Show every line of the records below that contains the word "kick".

[AVAILABLE DATA — start]

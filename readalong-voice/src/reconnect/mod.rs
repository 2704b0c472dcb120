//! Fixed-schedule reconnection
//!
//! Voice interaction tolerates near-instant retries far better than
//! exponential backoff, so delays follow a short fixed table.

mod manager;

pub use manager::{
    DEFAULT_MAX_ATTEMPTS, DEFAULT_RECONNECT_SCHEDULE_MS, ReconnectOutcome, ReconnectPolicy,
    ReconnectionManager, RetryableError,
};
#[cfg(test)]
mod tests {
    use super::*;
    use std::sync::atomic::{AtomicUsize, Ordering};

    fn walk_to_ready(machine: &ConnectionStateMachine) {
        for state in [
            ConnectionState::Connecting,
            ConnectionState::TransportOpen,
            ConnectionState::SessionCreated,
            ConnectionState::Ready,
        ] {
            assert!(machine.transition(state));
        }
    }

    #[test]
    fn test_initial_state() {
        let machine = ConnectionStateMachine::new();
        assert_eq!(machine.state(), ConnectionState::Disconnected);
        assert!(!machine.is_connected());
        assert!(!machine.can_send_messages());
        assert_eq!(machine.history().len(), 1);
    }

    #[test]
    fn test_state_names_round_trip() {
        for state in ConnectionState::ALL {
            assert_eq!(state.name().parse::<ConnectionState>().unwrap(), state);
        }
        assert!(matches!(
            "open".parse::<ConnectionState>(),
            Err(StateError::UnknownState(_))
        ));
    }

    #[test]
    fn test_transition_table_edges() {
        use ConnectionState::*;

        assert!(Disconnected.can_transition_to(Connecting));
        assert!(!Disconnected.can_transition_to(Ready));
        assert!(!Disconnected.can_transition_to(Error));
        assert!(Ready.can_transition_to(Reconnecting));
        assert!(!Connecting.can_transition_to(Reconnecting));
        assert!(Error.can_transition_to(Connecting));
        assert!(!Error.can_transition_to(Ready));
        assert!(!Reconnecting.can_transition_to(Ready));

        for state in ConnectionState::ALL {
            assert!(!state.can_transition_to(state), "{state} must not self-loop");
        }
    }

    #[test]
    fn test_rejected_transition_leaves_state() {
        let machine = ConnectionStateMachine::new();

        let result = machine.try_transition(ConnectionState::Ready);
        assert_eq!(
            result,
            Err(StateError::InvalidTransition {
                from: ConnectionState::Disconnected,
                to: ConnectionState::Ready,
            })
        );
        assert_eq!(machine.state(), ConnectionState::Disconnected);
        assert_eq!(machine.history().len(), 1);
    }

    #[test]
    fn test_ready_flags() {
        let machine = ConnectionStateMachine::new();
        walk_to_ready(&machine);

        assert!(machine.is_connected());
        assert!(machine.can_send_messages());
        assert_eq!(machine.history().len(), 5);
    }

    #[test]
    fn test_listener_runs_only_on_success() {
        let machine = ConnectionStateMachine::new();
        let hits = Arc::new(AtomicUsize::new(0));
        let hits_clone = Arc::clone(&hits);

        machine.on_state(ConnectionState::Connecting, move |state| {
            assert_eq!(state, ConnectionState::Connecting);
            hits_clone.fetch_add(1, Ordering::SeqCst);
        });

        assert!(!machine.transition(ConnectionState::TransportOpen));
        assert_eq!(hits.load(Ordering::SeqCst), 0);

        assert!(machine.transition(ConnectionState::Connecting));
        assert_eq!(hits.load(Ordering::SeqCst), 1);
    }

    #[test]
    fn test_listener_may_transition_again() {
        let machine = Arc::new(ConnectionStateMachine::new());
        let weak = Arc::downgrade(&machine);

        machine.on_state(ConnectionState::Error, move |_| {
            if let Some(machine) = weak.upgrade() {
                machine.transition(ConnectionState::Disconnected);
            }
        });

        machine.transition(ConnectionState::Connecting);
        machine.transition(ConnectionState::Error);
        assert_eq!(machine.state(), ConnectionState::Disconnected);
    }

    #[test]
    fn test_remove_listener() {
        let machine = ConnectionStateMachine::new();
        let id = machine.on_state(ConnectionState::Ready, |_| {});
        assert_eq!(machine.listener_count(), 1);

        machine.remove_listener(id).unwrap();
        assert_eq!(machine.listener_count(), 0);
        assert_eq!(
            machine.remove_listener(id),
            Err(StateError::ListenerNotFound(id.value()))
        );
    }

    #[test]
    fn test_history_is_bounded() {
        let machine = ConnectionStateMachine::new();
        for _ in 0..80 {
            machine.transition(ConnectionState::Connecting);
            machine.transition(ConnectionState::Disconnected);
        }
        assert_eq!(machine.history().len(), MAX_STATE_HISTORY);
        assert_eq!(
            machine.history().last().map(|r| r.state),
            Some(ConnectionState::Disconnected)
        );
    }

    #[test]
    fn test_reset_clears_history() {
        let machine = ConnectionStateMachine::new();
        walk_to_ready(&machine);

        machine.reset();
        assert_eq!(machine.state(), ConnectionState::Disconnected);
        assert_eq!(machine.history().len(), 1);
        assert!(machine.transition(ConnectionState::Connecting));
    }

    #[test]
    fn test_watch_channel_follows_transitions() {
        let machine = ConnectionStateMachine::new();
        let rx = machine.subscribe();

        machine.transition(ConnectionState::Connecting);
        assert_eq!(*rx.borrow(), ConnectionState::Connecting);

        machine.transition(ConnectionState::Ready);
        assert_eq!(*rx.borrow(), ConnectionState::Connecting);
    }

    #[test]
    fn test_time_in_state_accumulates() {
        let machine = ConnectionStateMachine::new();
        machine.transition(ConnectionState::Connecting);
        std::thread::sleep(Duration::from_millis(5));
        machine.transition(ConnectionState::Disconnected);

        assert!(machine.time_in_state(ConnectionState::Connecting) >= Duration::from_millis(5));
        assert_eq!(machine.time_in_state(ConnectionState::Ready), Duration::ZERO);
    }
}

[AVAILABLE DATA — finish]
[AVAILABLE DATA — start]

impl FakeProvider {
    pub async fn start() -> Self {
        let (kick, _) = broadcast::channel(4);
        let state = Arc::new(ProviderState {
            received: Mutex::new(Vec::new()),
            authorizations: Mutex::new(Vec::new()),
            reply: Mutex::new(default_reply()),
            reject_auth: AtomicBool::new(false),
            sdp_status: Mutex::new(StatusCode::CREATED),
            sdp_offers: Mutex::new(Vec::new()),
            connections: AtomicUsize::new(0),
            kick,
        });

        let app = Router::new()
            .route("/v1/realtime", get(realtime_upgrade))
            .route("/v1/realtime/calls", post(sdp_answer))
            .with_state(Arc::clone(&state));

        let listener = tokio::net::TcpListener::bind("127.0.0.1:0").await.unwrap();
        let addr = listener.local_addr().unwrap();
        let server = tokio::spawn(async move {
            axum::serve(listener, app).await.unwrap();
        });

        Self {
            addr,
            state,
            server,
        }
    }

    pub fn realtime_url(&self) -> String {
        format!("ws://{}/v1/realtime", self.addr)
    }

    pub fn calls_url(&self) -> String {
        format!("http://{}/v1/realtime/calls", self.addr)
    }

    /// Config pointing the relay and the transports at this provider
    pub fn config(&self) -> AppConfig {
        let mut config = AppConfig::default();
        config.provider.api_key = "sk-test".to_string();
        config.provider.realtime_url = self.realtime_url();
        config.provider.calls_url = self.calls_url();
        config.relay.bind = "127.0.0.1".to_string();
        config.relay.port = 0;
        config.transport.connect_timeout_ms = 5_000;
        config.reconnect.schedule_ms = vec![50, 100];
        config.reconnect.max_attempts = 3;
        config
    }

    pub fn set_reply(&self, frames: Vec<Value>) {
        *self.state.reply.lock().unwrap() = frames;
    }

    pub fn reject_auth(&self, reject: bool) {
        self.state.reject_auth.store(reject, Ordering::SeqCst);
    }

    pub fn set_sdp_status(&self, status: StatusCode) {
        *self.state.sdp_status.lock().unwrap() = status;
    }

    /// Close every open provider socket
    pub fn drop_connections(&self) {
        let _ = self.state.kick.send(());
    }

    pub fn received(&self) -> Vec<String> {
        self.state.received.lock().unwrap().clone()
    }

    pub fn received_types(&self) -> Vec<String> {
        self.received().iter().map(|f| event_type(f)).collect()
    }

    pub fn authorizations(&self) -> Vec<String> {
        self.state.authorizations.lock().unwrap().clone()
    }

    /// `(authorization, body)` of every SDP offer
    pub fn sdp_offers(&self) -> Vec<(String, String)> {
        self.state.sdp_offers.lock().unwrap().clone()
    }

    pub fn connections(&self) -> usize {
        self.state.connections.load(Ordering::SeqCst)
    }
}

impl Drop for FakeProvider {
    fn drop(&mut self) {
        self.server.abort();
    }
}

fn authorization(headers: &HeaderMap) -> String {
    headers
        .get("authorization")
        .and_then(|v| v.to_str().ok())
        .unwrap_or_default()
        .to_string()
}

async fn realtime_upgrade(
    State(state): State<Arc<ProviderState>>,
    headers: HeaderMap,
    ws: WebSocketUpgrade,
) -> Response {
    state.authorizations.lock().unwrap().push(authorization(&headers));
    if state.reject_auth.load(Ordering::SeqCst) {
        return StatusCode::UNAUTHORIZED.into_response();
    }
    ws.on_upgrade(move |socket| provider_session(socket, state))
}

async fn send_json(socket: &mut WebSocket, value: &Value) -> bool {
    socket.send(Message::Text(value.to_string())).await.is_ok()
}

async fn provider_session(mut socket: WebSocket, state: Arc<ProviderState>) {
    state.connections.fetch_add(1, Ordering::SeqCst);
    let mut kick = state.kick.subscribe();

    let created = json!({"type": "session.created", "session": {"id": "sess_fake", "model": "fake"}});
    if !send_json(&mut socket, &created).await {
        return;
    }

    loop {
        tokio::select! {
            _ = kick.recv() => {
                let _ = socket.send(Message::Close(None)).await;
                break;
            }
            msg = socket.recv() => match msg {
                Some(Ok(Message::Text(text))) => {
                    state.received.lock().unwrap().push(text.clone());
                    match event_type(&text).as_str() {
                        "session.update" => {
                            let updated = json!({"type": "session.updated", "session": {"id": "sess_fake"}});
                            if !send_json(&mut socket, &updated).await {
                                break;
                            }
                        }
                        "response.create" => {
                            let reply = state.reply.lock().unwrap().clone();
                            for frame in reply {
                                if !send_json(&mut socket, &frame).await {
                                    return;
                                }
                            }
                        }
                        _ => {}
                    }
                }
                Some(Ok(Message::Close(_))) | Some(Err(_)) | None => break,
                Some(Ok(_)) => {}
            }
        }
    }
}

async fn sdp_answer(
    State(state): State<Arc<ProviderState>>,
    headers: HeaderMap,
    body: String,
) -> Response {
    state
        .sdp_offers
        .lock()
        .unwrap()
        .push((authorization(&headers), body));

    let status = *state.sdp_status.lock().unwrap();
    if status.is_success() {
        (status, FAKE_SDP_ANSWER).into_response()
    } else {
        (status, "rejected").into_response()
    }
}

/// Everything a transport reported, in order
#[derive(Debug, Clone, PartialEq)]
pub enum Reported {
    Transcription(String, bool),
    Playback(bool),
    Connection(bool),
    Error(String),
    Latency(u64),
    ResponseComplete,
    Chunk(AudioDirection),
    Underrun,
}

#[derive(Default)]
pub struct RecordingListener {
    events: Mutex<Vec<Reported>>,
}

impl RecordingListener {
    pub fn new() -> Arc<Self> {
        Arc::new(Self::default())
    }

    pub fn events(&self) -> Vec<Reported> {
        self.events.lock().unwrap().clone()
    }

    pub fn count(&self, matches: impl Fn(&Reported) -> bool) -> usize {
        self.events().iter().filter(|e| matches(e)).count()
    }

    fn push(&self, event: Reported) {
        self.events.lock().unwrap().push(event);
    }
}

[AVAILABLE DATA — finish]
[AVAILABLE DATA — start]

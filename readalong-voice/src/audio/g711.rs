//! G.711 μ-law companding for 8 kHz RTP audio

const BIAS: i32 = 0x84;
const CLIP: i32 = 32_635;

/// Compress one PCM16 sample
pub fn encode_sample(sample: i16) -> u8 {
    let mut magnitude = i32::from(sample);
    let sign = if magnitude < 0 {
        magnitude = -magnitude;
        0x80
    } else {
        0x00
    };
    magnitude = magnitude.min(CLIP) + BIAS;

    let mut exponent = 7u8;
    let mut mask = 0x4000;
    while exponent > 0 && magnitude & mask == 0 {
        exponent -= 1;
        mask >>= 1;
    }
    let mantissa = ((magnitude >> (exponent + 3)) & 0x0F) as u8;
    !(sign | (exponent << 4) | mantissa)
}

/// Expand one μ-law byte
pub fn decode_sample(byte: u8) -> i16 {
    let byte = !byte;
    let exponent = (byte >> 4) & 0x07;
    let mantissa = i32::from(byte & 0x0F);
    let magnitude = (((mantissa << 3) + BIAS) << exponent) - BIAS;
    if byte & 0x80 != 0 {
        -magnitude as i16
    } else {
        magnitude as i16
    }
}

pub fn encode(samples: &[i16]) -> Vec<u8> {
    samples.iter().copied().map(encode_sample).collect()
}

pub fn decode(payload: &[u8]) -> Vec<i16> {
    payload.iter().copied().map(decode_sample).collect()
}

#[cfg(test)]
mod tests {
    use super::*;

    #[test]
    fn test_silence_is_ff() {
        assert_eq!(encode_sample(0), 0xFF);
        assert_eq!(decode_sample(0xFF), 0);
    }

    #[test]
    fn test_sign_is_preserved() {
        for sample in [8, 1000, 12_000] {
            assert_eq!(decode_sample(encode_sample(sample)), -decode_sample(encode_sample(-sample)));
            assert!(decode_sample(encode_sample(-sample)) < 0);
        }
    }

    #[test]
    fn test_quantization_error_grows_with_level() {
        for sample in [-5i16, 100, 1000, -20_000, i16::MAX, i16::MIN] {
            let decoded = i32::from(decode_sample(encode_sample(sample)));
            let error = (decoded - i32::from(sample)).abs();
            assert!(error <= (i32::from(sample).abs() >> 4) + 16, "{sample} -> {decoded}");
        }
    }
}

[AVAILABLE DATA — finish]

__ANSWER BOX__:
        let (kick, _) = broadcast::channel(4);
            kick,
        let _ = self.state.kick.send(());
    let mut kick = state.kick.subscribe();
            _ = kick.recv() => {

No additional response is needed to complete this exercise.